Arguably that’s a very good thing as there seems to be a lot of inconsistency in decisions but on the other hand it’s a high-risk case. The issue is whether four 400ft-high turbines should be erected less than a mile away from Lyveden New Bield, a Grade I-listed, unfinished Elizabethan lodge and moated garden. When the original go-ahead was given Simon Thurley, chief executive of English Heritage, said it was “a despicable & disastrous decision”.

If the developers win and the National Trust, English Heritage and East Northamptonshire Council lose, it theoretically leaves a vast number of ancient sites vulnerable to gross intrusion onto their visual settings.

Lyveden New Bield: the question to be finally resolved is whether four 126 metre high turbines less than a mile away would cause “less than substantial” damage to its setting.

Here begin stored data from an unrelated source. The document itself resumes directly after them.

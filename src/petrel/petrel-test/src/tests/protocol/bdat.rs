/*
 * Petrel mail transfer engine
 * Copyright (C) 2024 the Petrel developers
 *
 * This program is free software: you can redistribute it and/or modify it under
 * the terms of the GNU General Public License as published by the Free Software
 * Foundation, either version 3 of the License, or any later version.
 *
 * This program is distributed in the hope that it will be useful, but WITHOUT
 * ANY WARRANTY; without even the implied warranty of MERCHANTABILITY or FITNESS
 * FOR A PARTICULAR PURPOSE.  See the GNU General Public License for more details.
 *
 * You should have received a copy of the GNU General Public License along with
 * this program. If not, see https://www.gnu.org/licenses/.
 *
*/

use crate::config::{capabilities, greeting, local_test};
use crate::run_test;
use petrel_protocol::ReceiverConfig;

#[test_log::test(tokio::test(flavor = "multi_thread", worker_threads = 2))]
async fn chunked_transfer_concatenates() {
    let backend = run_test! {
        input = [
            "EHLO client.example.org\r\n",
            "MAIL FROM:<a@x>\r\n",
            "RCPT TO:<b@y>\r\n",
            "BDAT 5\r\nHello",
            "BDAT 6 LAST\r\n World",
            "QUIT\r\n",
        ],
        expected = [
            greeting(),
            capabilities(),
            "250 2.0.0 Ok\r\n",
            "250 2.0.0 Ok\r\n",
            "250 2.0.0 5 bytes received\r\n",
            "250 2.0.0 Ok: queued\r\n",
            "221 2.0.0 Service closing transmission channel\r\n",
        ],
    };

    let journal = backend.journal.lock().unwrap();
    assert_eq!(journal.len(), 1);
    assert_eq!(journal[0].body, b"Hello World");
}

#[test_log::test(tokio::test(flavor = "multi_thread", worker_threads = 2))]
async fn bdat_zero_last_closes_the_transfer() {
    let backend = run_test! {
        input = [
            "EHLO client.example.org\r\n",
            "MAIL FROM:<a@x>\r\n",
            "RCPT TO:<b@y>\r\n",
            "BDAT 7\r\npayload",
            "BDAT 0 LAST\r\n",
            "QUIT\r\n",
        ],
        expected = [
            greeting(),
            capabilities(),
            "250 2.0.0 Ok\r\n",
            "250 2.0.0 Ok\r\n",
            "250 2.0.0 7 bytes received\r\n",
            "250 2.0.0 Ok: queued\r\n",
            "221 2.0.0 Service closing transmission channel\r\n",
        ],
    };

    assert_eq!(backend.journal.lock().unwrap()[0].body, b"payload");
}

run_test! {
    fn binarymime_forbids_data,
    input = [
        "EHLO client.example.org\r\n",
        "MAIL FROM:<a@x> BODY=BINARYMIME\r\n",
        "RCPT TO:<b@y>\r\n",
        "DATA\r\n",
        "BDAT 2 LAST\r\nhi",
        "QUIT\r\n",
    ],
    expected = [
        greeting(),
        capabilities(),
        "250 2.0.0 Ok\r\n",
        "250 2.0.0 Ok\r\n",
        "502 5.5.1 DATA is not allowed with BODY=BINARYMIME, use BDAT\r\n",
        "250 2.0.0 Ok: queued\r\n",
        "221 2.0.0 Service closing transmission channel\r\n",
    ],
}

run_test! {
    fn mail_and_rcpt_are_rejected_mid_chunking,
    input = [
        "EHLO client.example.org\r\n",
        "MAIL FROM:<a@x>\r\n",
        "RCPT TO:<b@y>\r\n",
        "BDAT 5\r\nHello",
        "MAIL FROM:<other@x>\r\n",
        "BDAT 0 LAST\r\n",
        "QUIT\r\n",
    ],
    expected = [
        greeting(),
        capabilities(),
        "250 2.0.0 Ok\r\n",
        "250 2.0.0 Ok\r\n",
        "250 2.0.0 5 bytes received\r\n",
        "502 5.5.1 Only BDAT is allowed during a chunked transfer\r\n",
        "250 2.0.0 Ok: queued\r\n",
        "221 2.0.0 Service closing transmission channel\r\n",
    ],
}

#[test_log::test(tokio::test(flavor = "multi_thread", worker_threads = 2))]
async fn rset_aborts_a_chunked_transfer() {
    let backend = run_test! {
        input = [
            "EHLO client.example.org\r\n",
            "MAIL FROM:<a@x>\r\n",
            "RCPT TO:<b@y>\r\n",
            "BDAT 5\r\nHello",
            "RSET\r\n",
            "MAIL FROM:<c@x>\r\n",
            "QUIT\r\n",
        ],
        expected = [
            greeting(),
            capabilities(),
            "250 2.0.0 Ok\r\n",
            "250 2.0.0 Ok\r\n",
            "250 2.0.0 5 bytes received\r\n",
            "250 2.0.0 Session reset\r\n",
            "250 2.0.0 Ok\r\n",
            "221 2.0.0 Service closing transmission channel\r\n",
        ],
    };

    // the aborted transfer never reached the journal
    assert!(backend.journal.lock().unwrap().is_empty());
}

run_test! {
    fn chunk_crossing_the_size_limit_is_drained_not_fatal,
    input = [
        "EHLO client.example.org\r\n",
        "MAIL FROM:<a@x>\r\n",
        "RCPT TO:<b@y>\r\n",
        &format!("BDAT 150\r\n{}", "Z".repeat(150)),
        "BDAT 4 LAST\r\ntail",
        "RSET\r\n",
        "QUIT\r\n",
    ],
    expected = [
        greeting(),
        capabilities().replace("250-SIZE 20000000\r\n", "250-SIZE 100\r\n"),
        "250 2.0.0 Ok\r\n",
        "250 2.0.0 Ok\r\n",
        "552 5.3.4 Maximum message size exceeded\r\n",
        "552 5.3.4 Maximum message size exceeded\r\n",
        "250 2.0.0 Ok\r\n",
        "221 2.0.0 Service closing transmission channel\r\n",
    ],
    config = ReceiverConfig {
        message_size_max: Some(100),
        ..local_test()
    },
}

Lyveden New Bield: the question to be finally resolved is whether four 126 metre high turbines less than a mile away would cause “less than substantial” damage to its setting.

On the other hand, if the developers lose it could be good news for heritage in general. Or will it be? When the decision went against them originally a spokesman for the developers said:  “It would be wrong to suggest that any kind of precedent has been set on this occasion, as each wind farm application is considered on a case-by-case basis” – which sounds a bit like ” it’s always worth a try, sometimes you get lucky!”